Mixers play a vital role across various industries, serving as essential machinery for the initial stages of production. They are ubiquitous in sectors ranging from adhesive and sealant manufacturing to water treatment, automotive, pulp and paper production, agriculture, chemicals, pharmaceuticals, food and beverage, and cosmetics. These versatile tools are extensively employed to thoroughly blend and break down materials.

Typically utilized during processing and manufacturing, mixers leverage their robust motorized blades to amalgamate a diverse array of substances. They facilitate the creation of products like polyurethane, silicone, petroleum derivatives, toothpaste, hair care items, detergents, shampoos, vitamins, lotions, creams, ointments, milk, syrups, medications, dry and liquid chemicals, biodiesel, and cement.

History of Industrial Mixers

Since the mid to late 1800s, modern mixers have revolutionized kitchen dynamics. Originating in Baltimore, Maryland, the first patented mixer in 1856 was initially tailored for domestic use, swiftly proving its utility to users. This breakthrough sparked a flurry of innovations in mixer and mixer bowl designs by manufacturers.

By 1885, Rufus Eastman ushered in a new era with the invention of the first electric motor mixer. Harnessing electricity significantly enhanced mixer efficiency and power, marking a pivotal advancement in culinary technology.

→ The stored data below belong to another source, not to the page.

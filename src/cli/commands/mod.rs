//! Subcommands of the `plangraph` binary

pub mod compare;
pub mod plan;
use dashmap::{DashMap, mapref::entry::Entry};

use crate::{
    Result,
    error::{Error, key_string},
    identifiers::GraphKey,
    types::{ActionInfo, StateInfo, StateTransitionInfo},
};

/// Result of merging a transition into the graph during expansion.
#[derive(Debug, Clone, Copy, PartialEq, Eq)]
pub enum TransitionMerge {
    /// The (state, action, result) triple was new.
    Inserted,
    /// An existing triple absorbed the additional probability mass.
    Merged,
}

/// Concurrent state/action/transition graph.
#[derive(Debug)]
pub struct PlanGraph<S: GraphKey, A: GraphKey> {
    state_info: DashMap<S, StateInfo>,
    action_info: DashMap<(S, A), ActionInfo>,
    transition_info: DashMap<(S, A, S), StateTransitionInfo>,
    action_lookup: DashMap<S, Vec<A>>,
    resulting_states: DashMap<(S, A), Vec<S>>,
    predecessors: DashMap<S, Vec<S>>,
}

impl<S: GraphKey, A: GraphKey> PlanGraph<S, A> {
    /// Create an empty graph.
    pub fn new() -> Self {
        Self::with_capacity(0, 0)
    }

    /// Create an empty graph sized for the given number of states and actions.
    pub fn with_capacity(states: usize, actions: usize) -> Self {
        Self {
            state_info: DashMap::with_capacity(states),
            action_info: DashMap::with_capacity(actions),
            transition_info: DashMap::with_capacity(actions),
            action_lookup: DashMap::with_capacity(states),
            resulting_states: DashMap::with_capacity(actions),
            predecessors: DashMap::with_capacity(states),
        }
    }

    /// Insert a state record.
    ///
    /// # Errors
    ///
    /// Returns [`Error::DuplicateState`] if the state already exists; the
    /// existing record is left untouched.
    pub fn add_state(&self, state: S, info: StateInfo) -> Result<()> {
        match self.state_info.entry(state) {
            Entry::Occupied(_) => Err(Error::DuplicateState {
                state: key_string(&state),
            }),
            Entry::Vacant(slot) => {
                slot.insert(info);
                Ok(())
            }
        }
    }

    /// Insert an action record for `state` and index it.
    ///
    /// # Errors
    ///
    /// Returns [`Error::DuplicateAction`] if `(state, action)` is already recorded.
    pub fn add_action(&self, state: S, action: A, info: ActionInfo) -> Result<()> {
        if self.insert_action_if_absent(state, action, info) {
            Ok(())
        } else {
            Err(Error::DuplicateAction {
                state: key_string(&state),
                action: key_string(&action),
            })
        }
    }

    /// Insert an action record unless one exists. Returns whether it was inserted.
    ///
    /// Safe to call concurrently for the same pair: exactly one caller wins and
    /// only the winner appends to the action index.
    pub fn insert_action_if_absent(&self, state: S, action: A, info: ActionInfo) -> bool {
        let inserted = match self.action_info.entry((state, action)) {
            Entry::Occupied(_) => false,
            Entry::Vacant(slot) => {
                slot.insert(info);
                true
            }
        };
        if inserted {
            self.action_lookup.entry(state).or_default().push(action);
        }
        inserted
    }

    /// Record a transition to `result` and wire the edge indices.
    ///
    /// # Errors
    ///
    /// Returns [`Error::DuplicateTransition`] if the triple is already recorded.
    pub fn add_transition(
        &self,
        state: S,
        action: A,
        result: S,
        info: StateTransitionInfo,
    ) -> Result<()> {
        match self.transition_info.entry((state, action, result)) {
            Entry::Occupied(_) => {
                return Err(Error::DuplicateTransition {
                    state: key_string(&state),
                    action: key_string(&action),
                    result: key_string(&result),
                });
            }
            Entry::Vacant(slot) => {
                slot.insert(info);
            }
        }
        self.link_result(state, action, result);
        Ok(())
    }

    /// Record a transition, folding it into an existing identical triple.
    ///
    /// Used when two outcomes of one action turn out to be the same state.
    ///
    /// # Errors
    ///
    /// Returns [`Error::InvalidProbability`] if the merged probability would
    /// exceed one. The stored transition is left unchanged.
    pub fn merge_transition(
        &self,
        state: S,
        action: A,
        result: S,
        info: StateTransitionInfo,
    ) -> Result<TransitionMerge> {
        let outcome = match self.transition_info.entry((state, action, result)) {
            Entry::Occupied(mut existing) => {
                let merged = existing.get().merged(&info)?;
                existing.insert(merged);
                TransitionMerge::Merged
            }
            Entry::Vacant(slot) => {
                slot.insert(info);
                TransitionMerge::Inserted
            }
        };
        if outcome == TransitionMerge::Inserted {
            self.link_result(state, action, result);
        }
        Ok(outcome)
    }

    fn link_result(&self, state: S, action: A, result: S) {
        self.resulting_states
            .entry((state, action))
            .or_default()
            .push(result);
        let mut preds = self.predecessors.entry(result).or_default();
        if !preds.contains(&state) {
            preds.push(state);
        }
    }

    /// Remove a state together with its actions and outgoing transitions.
    ///
    /// The state is also dropped from the predecessor list of each successor.
    /// Incoming edges are not touched; pruning removes whole unreachable
    /// regions, whose predecessors go with them.
    ///
    /// # Errors
    ///
    /// Returns [`Error::MissingState`] if the state is not in the graph.
    pub fn remove_state(&self, state: &S) -> Result<StateInfo> {
        let (_, info) = self
            .state_info
            .remove(state)
            .ok_or_else(|| Error::MissingState {
                state: key_string(state),
            })?;

        let actions = self
            .action_lookup
            .remove(state)
            .map(|(_, actions)| actions)
            .unwrap_or_default();

        for action in actions {
            self.action_info.remove(&(*state, action));
            let results = self
                .resulting_states
                .remove(&(*state, action))
                .map(|(_, results)| results)
                .unwrap_or_default();

            for result in results {
                self.transition_info.remove(&(*state, action, result));
                if result == *state {
                    continue;
                }
                let now_orphaned = match self.predecessors.get_mut(&result) {
                    Some(mut preds) => {
                        preds.retain(|pred| pred != state);
                        preds.is_empty()
                    }
                    None => false,
                };
                if now_orphaned {
                    self.predecessors.remove(&result);
                }
            }
        }

        self.predecessors.remove(state);
        Ok(info)
    }

    /// Amortized growth hint: make room for at least the requested number of
    /// additional states and actions. Never changes graph contents.
    pub fn expand(&mut self, min_free_states: usize, min_free_actions: usize) {
        grow(&mut self.state_info, min_free_states);
        grow(&mut self.action_lookup, min_free_states);
        grow(&mut self.predecessors, min_free_states);
        grow(&mut self.action_info, min_free_actions);
        grow(&mut self.resulting_states, min_free_actions);
        grow(&mut self.transition_info, min_free_actions);
    }

    pub fn state_info(&self, state: &S) -> Option<StateInfo> {
        self.state_info.get(state).map(|info| *info)
    }

    pub fn action_info(&self, state: &S, action: &A) -> Option<ActionInfo> {
        self.action_info.get(&(*state, *action)).map(|info| *info)
    }

    pub fn transition_info(
        &self,
        state: &S,
        action: &A,
        result: &S,
    ) -> Option<StateTransitionInfo> {
        self.transition_info
            .get(&(*state, *action, *result))
            .map(|info| *info)
    }

    /// Actions recorded for `state`, in insertion order.
    pub fn actions(&self, state: &S) -> Vec<A> {
        self.action_lookup
            .get(state)
            .map(|actions| actions.value().clone())
            .unwrap_or_default()
    }

    /// Whether `state` has at least one expanded action.
    pub fn has_actions(&self, state: &S) -> bool {
        self.action_lookup
            .get(state)
            .is_some_and(|actions| !actions.is_empty())
    }

    /// Successor states of `(state, action)`, in insertion order.
    pub fn resulting_states(&self, state: &S, action: &A) -> Vec<S> {
        self.resulting_states
            .get(&(*state, *action))
            .map(|results| results.value().clone())
            .unwrap_or_default()
    }

    /// Successors of `(state, action)` paired with their transition records.
    pub fn transitions(&self, state: &S, action: &A) -> Vec<(S, StateTransitionInfo)> {
        self.resulting_states(state, action)
            .into_iter()
            .filter_map(|result| {
                self.transition_info(state, action, &result)
                    .map(|info| (result, info))
            })
            .collect()
    }

    /// Direct predecessors of `state`.
    pub fn predecessors(&self, state: &S) -> Vec<S> {
        self.predecessors
            .get(state)
            .map(|preds| preds.value().clone())
            .unwrap_or_default()
    }

    pub fn contains_state(&self, state: &S) -> bool {
        self.state_info.contains_key(state)
    }

    pub fn state_count(&self) -> usize {
        self.state_info.len()
    }

    pub fn action_count(&self) -> usize {
        self.action_info.len()
    }

    pub fn transition_count(&self) -> usize {
        self.transition_info.len()
    }

    /// Snapshot of every state key currently in the graph.
    pub fn state_keys(&self) -> Vec<S> {
        self.state_info.iter().map(|entry| *entry.key()).collect()
    }

    /// Apply `update` to the state's record in place.
    ///
    /// # Errors
    ///
    /// Returns [`Error::MissingState`] if the state is not in the graph.
    pub fn update_state<F>(&self, state: &S, update: F) -> Result<StateInfo>
    where
        F: FnOnce(&mut StateInfo),
    {
        let mut info = self
            .state_info
            .get_mut(state)
            .ok_or_else(|| Error::MissingState {
                state: key_string(state),
            })?;
        update(&mut info);
        Ok(*info)
    }

    /// Apply `update` to the action's record in place.
    ///
    /// # Errors
    ///
    /// Returns [`Error::MissingAction`] if `(state, action)` is not recorded.
    pub fn update_action<F>(&self, state: &S, action: &A, update: F) -> Result<ActionInfo>
    where
        F: FnOnce(&mut ActionInfo),
    {
        let mut info = self
            .action_info
            .get_mut(&(*state, *action))
            .ok_or_else(|| Error::MissingAction {
                state: key_string(state),
                action: key_string(action),
            })?;
        update(&mut info);
        Ok(*info)
    }

    /// Best action of `state` by average action value.
    ///
    /// Ties resolve to the smallest action key so repeated queries agree.
    pub fn optimal_action(&self, state: &S) -> Option<(A, ActionInfo)> {
        let mut best: Option<(A, ActionInfo)> = None;
        for action in self.actions(state) {
            let Some(info) = self.action_info(state, &action) else {
                continue;
            };
            best = match best {
                None => Some((action, info)),
                Some((best_action, best_info)) => {
                    let better = info.action_value.average > best_info.action_value.average
                        || (info.action_value.average == best_info.action_value.average
                            && action < best_action);
                    if better {
                        Some((action, info))
                    } else {
                        Some((best_action, best_info))
                    }
                }
            };
        }
        best
    }

    /// Greedy route from `root`: the optimal action at each state, then that
    /// action's most probable successor.
    ///
    /// Stops at a state without actions, on revisiting a state, or after
    /// `max_len` steps. Equally probable successors resolve to the smaller key.
    pub fn optimal_plan(&self, root: S, max_len: usize) -> Vec<(S, A)> {
        let mut plan = Vec::new();
        let mut visited = HashSet::new();
        let mut state = root;

        while plan.len() < max_len && visited.insert(state) {
            let Some((action, _)) = self.optimal_action(&state) else {
                break;
            };
            plan.push((state, action));

            let next = self
                .transitions(&state, &action)
                .into_iter()
                .max_by(|(a_key, a), (b_key, b)| {
                    a.probability
                        .total_cmp(&b.probability)
                        .then_with(|| b_key.cmp(a_key))
                });
            match next {
                Some((successor, _)) => state = successor,
                None => break,
            }
        }
        plan
    }

    /// Verify that the edge indices and the info maps agree.
    ///
    /// Meant for tests and debug assertions; walks the whole graph.
    ///
    /// # Errors
    ///
    /// Returns the first missing record found.
    pub fn check_consistency(&self) -> Result<()> {
        for entry in self.action_lookup.iter() {
            let state = *entry.key();
            for action in entry.value().iter() {
                if !self.action_info.contains_key(&(state, *action)) {
                    return Err(Error::MissingAction {
                        state: key_string(&state),
                        action: key_string(action),
                    });
                }
            }
        }
        for entry in self.action_info.iter() {
            let (state, action) = *entry.key();
            let indexed = self
                .action_lookup
                .get(&state)
                .is_some_and(|actions| actions.contains(&action));
            if !indexed {
                return Err(Error::MissingAction {
                    state: key_string(&state),
                    action: key_string(&action),
                });
            }
        }
        for entry in self.resulting_states.iter() {
            let (state, action) = *entry.key();
            for result in entry.value().iter() {
                if !self.transition_info.contains_key(&(state, action, *result)) {
                    return Err(Error::MissingTransition {
                        state: key_string(&state),
                        action: key_string(&action),
                        result: key_string(result),
                    });
                }
                if !self.state_info.contains_key(result) {
                    return Err(Error::MissingState {
                        state: key_string(result),
                    });
                }
                let linked = self
                    .predecessors
                    .get(result)
                    .is_some_and(|preds| preds.contains(&state));
                if !linked {
                    return Err(Error::MissingState {
                        state: key_string(&state),
                    });
                }
            }
        }
        Ok(())
    }
}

In a pivotal moment at the brink of the 20th century, engineers at the Hobart Manufacturing Company pioneered a breakthrough: the industrial-sized mixer. Among their pioneering creations was the standing mixer, conceptualized in 1908 by Herbert Johnson. Inspired by a baker’s manual stirring with a metal spoon, Johnson sought to automate this process, propelling the company’s ascent. By 1915, their 20-gallon standing mixer had become a staple in bakeries nationwide, marking a significant milestone in culinary technology.

Following this innovation, manufacturers adopted mixers for blending various bulk powders. Since then, the versatility of mixers has expanded dramatically across numerous industries. Nowadays, mixers play pivotal roles in an extensive array of applications, spanning household, heavy-duty industrial, and laboratory settings alike.

Types of Industrial Mixers

Paddle Mixer

A paddle mixer, characterized by its large paddles revolving around a horizontal axis, represents one variety of mixers.

Static Mixer

A different kind of mixer, known as a static mixer, employs flat, thin blades shaped like ribbons. These mixers are distinguished by their lack of moving parts. Instead of traditional blades, they feature strategically placed obstructions that vigorously combine materials. Static mixers are prized for their sanitary design and ease of maintenance, facilitated by the straightforward configuration of their blades.

High Shear Mixer

High shear mixers, unlike their static counterparts, spin into action at high velocities, purpose-built for tasks like emulsifying, breaking down particles, dispersing, and homogenizing a wide array of solids and liquids. They excel particularly in sectors such as food preparation, paper and pulp, and pharmaceuticals.

Drum Mixer

Drum mixers are specialized devices designed to blend materials with low to medium viscosity, such as adhesives or cement. Constructed from gallon drums that rotate, these mixers effectively combine materials of diverse particle sizes. Typically, they handle a range of substances from slurries to other low to medium viscosity materials.

Food Mixer

Certain blendings are employed to impart a distinct effect or visual appeal to the end result when combined with specific substances. Take food mixers, for instance. They’re widely utilized to whip, knead, blend, fold, mix, or beat edible components. Due to rigorous food and health standards, it’s crucial that these mixers maintain strict sanitary conditions.


While often used interchangeably with “mixer,” the term blender specifically denotes a device with sharp blades designed to operate at high speeds. Blenders excel at reducing materials into smaller pieces.

Planetary Mixer

Planetary mixers, celestial agitators of the kitchen and laboratory alike, twirl around mixing bowls in a graceful orbit, stirring dough in kitchens and blending chemicals in labs. Their name derives from their celestial-like motion, tracing elliptical or circular paths along the edges of their bowls.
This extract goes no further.